JOHN CAGE (1912-92)
	  Seventy-Four for orchestra - Version 1 (1992)
	  12.11
	  The Seasons - Ballet in one act (1947)
	  16.35
	  Concerto for Prepared Piano and Chamber Orchestra (1950/51)
	  20.39
	  Seventy-Four for orchestra - Version 2
	  12.03
	  Suite for Toy Piano (1948) 7.13
	  Suite for Toy Piano (orch Lou Harrison)
	  6.30
	   Margaret Leng Tan (piano)
	  Margaret Leng Tan (piano)
	  American Composers Orchestra/Dennis Russell
	  Davies
	   ECM NEW SERIES 1696 - 465 140-2 [75.11]
	  ECM NEW SERIES 1696 - 465 140-2 [75.11]
	  
	  
	   
 
	  
	  ECM turns in another plush but unglitzy production. Here is a serious company
	  with no hang-ups about exploring the now un-trendy avant-garde.
	  
	  Seventy-Four (in two versions for full orchestra) oscillates its loosely
	  held tones: gently turning, mantric and baritonal. The Tibetan mysteries
	  of his solo violin pieces are here writ larger and we are even treated to
	  slow brass interjections. This music is surely an expression of his Buddhist
	  beliefs. The work was composed to celebrate Cage's eightieth birthday. He
	  died three weeks short of this landmark.
	  
	  The Suite for Toy Piano is also in two versions - the first all viscous and
	  gamelan-xylophonic; the second incongruously rich in Lou Harrison's accustomed
	  lucid romanticism. Both versions are extremely approachable but the Harrison
	  softens Cage's sharp edges.
	  
	  Cage's The Seasons dates from midway between his Sonatas and Interludes
	  and is positively luxuriant in disturbance, leafy with fragments,
	  smithereened birdsong and layers of starry dust, cluttered with Stravinskian
	  cells, clamorous and shady - not at all the music of the long-held stare
	  of his final five years. Towards the close he lets the dazzling birdsong
	  of Spring sing free and unthreatened.

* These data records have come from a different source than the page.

//! Data models for transposed marking.
//!
//! This module contains the core data structures passed between the
//! roster, fetch, notebook and report stages.

use chrono::{DateTime, Utc};
use serde::{Deserialize, Serialize};
use std::fmt;

/// A student on the course roster.
#[derive(Debug, Clone, PartialEq, Eq, Hash, Serialize, Deserialize)]
pub struct Student {
    /// Source-control identifier (GitHub ID).
    pub id: String,
    /// Lab section, when the roster has a section column.
    #[serde(skip_serializing_if = "Option::is_none")]
    pub section: Option<String>,
}

impl Student {
    pub fn new(id: impl Into<String>) -> Self {
        Self {
            id: id.into(),
            section: None,
        }
    }
}

impl fmt::Display for Student {
    fn fmt(&self, f: &mut fmt::Formatter<'_>) -> fmt::Result {
        write!(f, "{}", self.id)
    }
}

/// The notebook fetched for one student.
#[derive(Debug, Clone, Serialize, Deserialize)]
pub struct Submission {
    /// ID of the student the notebook belongs to.
    pub student: String,
    /// File name inside the student's repository.
    pub file_name: String,
    /// When the notebook was downloaded.
    pub fetched_at: DateTime<Utc>,
    /// Raw notebook JSON.
    pub content: String,
}

/// Course and lab the run is about.
#[derive(Debug, Clone, PartialEq, Eq)]
pub struct LabRef {
    pub course: String,
    pub lab: String,
}

impl LabRef {
    pub fn new(course: impl Into<String>, lab: impl Into<String>) -> Self {
        Self {
            course: course.into(),
            lab: lab.into(),
        }
    }
}

impl fmt::Display for LabRef {
    fn fmt(&self, f: &mut fmt::Formatter<'_>) -> fmt::Result {
        write!(f, "DSCI {} Lab {}", self.course, self.lab)
    }
}

/// The exercises to extract, in the order they are shown.
#[derive(Debug, Clone, PartialEq, Eq)]
pub struct ExerciseSelection {
    numbers: Vec<u32>,
}

impl ExerciseSelection {
    /// Build a selection, dropping repeated numbers. Returns `None` when empty.
    pub fn new(numbers: &[u32]) -> Option<Self> {
        let mut unique = Vec::with_capacity(numbers.len());
        for &n in numbers {
            if !unique.contains(&n) {
                unique.push(n);
            }
        }

        if unique.is_empty() {
            None
        } else {
            Some(Self { numbers: unique })
        }
    }

    pub fn numbers(&self) -> &[u32] {
        &self.numbers
    }

    /// Label used in output file names: `[3, 4]` becomes `"34"`.
    pub fn label(&self) -> String {
        self.numbers.iter().map(|n| n.to_string()).collect()
    }
}

impl fmt::Display for ExerciseSelection {
    fn fmt(&self, f: &mut fmt::Formatter<'_>) -> fmt::Result {
        let list: Vec<String> = self.numbers.iter().map(|n| n.to_string()).collect();
        if list.len() == 1 {
            write!(f, "Exercise {}", list[0])
        } else {
            write!(f, "Exercises {}", list.join(", "))
        }
    }
}

/// One output page: a slice of the roster.
#[derive(Debug, Clone, PartialEq, Eq)]
pub struct Page {
    /// Zero-based page number.
    pub number: usize,
    /// Students on this page, in roster order.
    pub students: Vec<Student>,
}

impl Page {
    /// Human readable range of student IDs on the page.
    pub fn span(&self) -> String {
        match (self.students.first(), self.students.last()) {
            (Some(first), Some(last)) if first.id != last.id => {
                format!("{} \u{2013} {}", first.id, last.id)
            }
            (Some(first), _) => first.id.clone(),
            _ => String::new(),
        }
    }
}

/// Counters printed at the end of a run.
#[derive(Debug, Clone, Default, PartialEq, Eq)]
pub struct RunSummary {
    pub students: usize,
    pub fetched: usize,
    pub missing: Vec<String>,
    pub pages: usize,
}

In close to the same way that
	  Elliott Carter's Symphony No. 1 and Pocahontas (two works neatly recorded
	  by Paul Dunkel druing the early 1980s) relate to his Starchild so
	  The Seasons (a Merce Cunningham ballet) relates to Cage's mature
	  wilderness works. It is still by no means easy stuff but it is far from
	  forbidding. On Hearing the Last Cuckoo in Spring is surely Cage's
	  unwitting model for the Summer movement. Fall is a gaunt challenge
	  with a skeletal fist - all dissolving again into broken birdsong.
	  
	  The Piano Concerto is riddled with broken clockwork - classically 'plunk-plink'
	  - nothing links, like some tortoise-shambling chaos of a collage, timbrally
	  variegated, a slow aleatoric maelstrom, arthritic and meandering blindly
	  through three movements. The piano used by Cage is of course a 'prepared'
	  instrument. The orchestra consists of 22 players: all the woodwind, brass,
	  percussion, harp, piano, celesta and strings. Highest praise to the players
	  but I found this too tough a challenge in terms of extracting musical meaning
	  or satisfaction.
	  
	  The notes are detailed and in three languages: German, French and English.
	  The booklet is enhanced by contact sheet facsimiles of session shots.
	  
	  A challenging, and for Cage, a positively exuberant collection. All those
	  fascinated by Oriental Americana should explore this disc. The piano concerto
	  is hard work - all texture and instant by instant dysjunct drama.